Informations cliniques
Un Chinois de 25 ans (IV-1) marié à une femme non consanguine avec des chromosomes normaux (IV-2). Ce couple a eu un fils (V-1) qui est décédé à l’âge de 6 mois sans autopsie. Une analyse chromosomique antérieure a indiqué que V-1 avait un caryotype 45, XY, der(14; 15) (q10; q10). Les parents du propositus (IV-1) sont des cousins germains phénotypiquement normaux (III-1, III-2). Leurs parents, un oncle mutuel et les deux grands-parents n’étaient pas disponibles pour l’analyse cytogénétique (Fig. 1). L’examen de l’état mental a été effectué sur IV-1 par un psychiatre.
Analyse du caryotype
Hybridation in situ par fluorescence (FISH)
Les chromosomes spermatiques des patients III-1 et IV-1 ont été analysés par FISH. Le volume, la concentration et la motilité des échantillons de sperme ont été évalués selon les critères de l’Organisation mondiale de la santé. Après analyse du sperme, des spermatozoïdes progressivement mobiles ont été isolés et lavés deux fois dans une solution saline tamponnée au phosphate (pH 7.4) et centrifugé à 1500 tr/min pendant 11 min. Des pastilles ont été fixées avec 5 ml de mélange acide acétique / méthanol (1:3) pendant au moins 30 min à 4 ° C. Des aliquotes (40-50 µl) de la suspension de noyaux résultante ont été étalées sur des lames pré-nettoyées à froid. La décondensation des noyaux a été réalisée en NaOH 1 N pendant 2 min. Les lames ont ensuite été dégradées par une série d’éthanol gradué (70 %, 90 %, 100 %) et dénaturé avec 0,25% de formamide en 2xSSC suivi d’une hybridation nocturne avec une combinaison de sondes disponibles dans le commerce. Deux ensembles de mélanges de sondes ont été utilisés dans cette étude. Des poissons bicolores ont été réalisés à l’aide de sondes locusspécifiques (LSP) et de sondes Tel de Vysis (Vysis, Downers Grove, IL, USA). Pour les patients IV-1 et III-1, la sonde de TelVysion 14q (D14S1420, Spectre Rouge) a été utilisée pour 14q32.33 et la sonde de TelVysion 15q (D15S120, Spectre Vert) a été utilisée pour 15q26.3.
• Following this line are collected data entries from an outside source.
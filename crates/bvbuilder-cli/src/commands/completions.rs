//! Shell completion generation.

use std::io;

use clap::CommandFactory;
use clap_complete::{Generator, generate, shells};

use crate::cli::{Cli, CompletionsArgs, Shell};

const BIN_NAME: &str = "bvbuilder";

pub fn execute(args: CompletionsArgs) -> crate::error::CliResult<()> {
    match args.shell {
        Shell::Bash => write_to(shells::Bash, &mut io::stdout()),
        Shell::Zsh => write_to(shells::Zsh, &mut io::stdout()),
        Shell::Fish => write_to(shells::Fish, &mut io::stdout()),
        Shell::PowerShell => write_to(shells::PowerShell, &mut io::stdout()),
        Shell::Elvish => write_to(shells::Elvish, &mut io::stdout()),
    }
    Ok(())
}

fn write_to<G: Generator>(shell: G, buf: &mut dyn io::Write) {
    let mut cmd = Cli::command();
    generate(shell, &mut cmd, BIN_NAME, buf);
}

#[cfg(test)]
mod tests {
    use super::*;

    #[test]
    fn bash_script_names_every_generation_command() {
        let mut buf = Vec::new();
        write_to(shells::Bash, &mut buf);
        let script = String::from_utf8(buf).unwrap();
        for command in ["crud", "all", "model", "controller", "route", "init"] {
            assert!(script.contains(command), "missing {command}");
        }
    }
}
Pour étudier la présence d’un effet interchromosomique, des POISSONS tricolores ont été réalisés à l’aide du second mélange de sondes, constitué de sondes satellites commerciales (ADN) de Vysis, comprenant les chromosomes 18, X et Y (CEP 18, Spectre Bleu / CEP X, Spectre Vert / CEP Y, Spectre Rouge). Les lavages post-hybridation comprenaient 2 min dans 0,4 xSSC / 0,3% de NP-40 (pH = 7) à 72 ° C, suivis de 1 min dans 2xSSC / 0,1% de NP-40 (pH = 7) à température ambiante. Les lames ont été recouvertes de DAPI II (Vysis). Seuls des spermatozoïdes intacts présentant un degré de décondensation similaire et des signaux clairs d’hybridation ont été notés. Tous les spermatozoïdes perturbés ou se chevauchant ont été exclus de l’analyse. Des lames avec une efficacité d’hybridation de 99% et plus ont été analysées. 1 000 noyaux de spermatozoïdes ont été analysés par patient.
L’hybridation génomique comparative en matrice (aCGH)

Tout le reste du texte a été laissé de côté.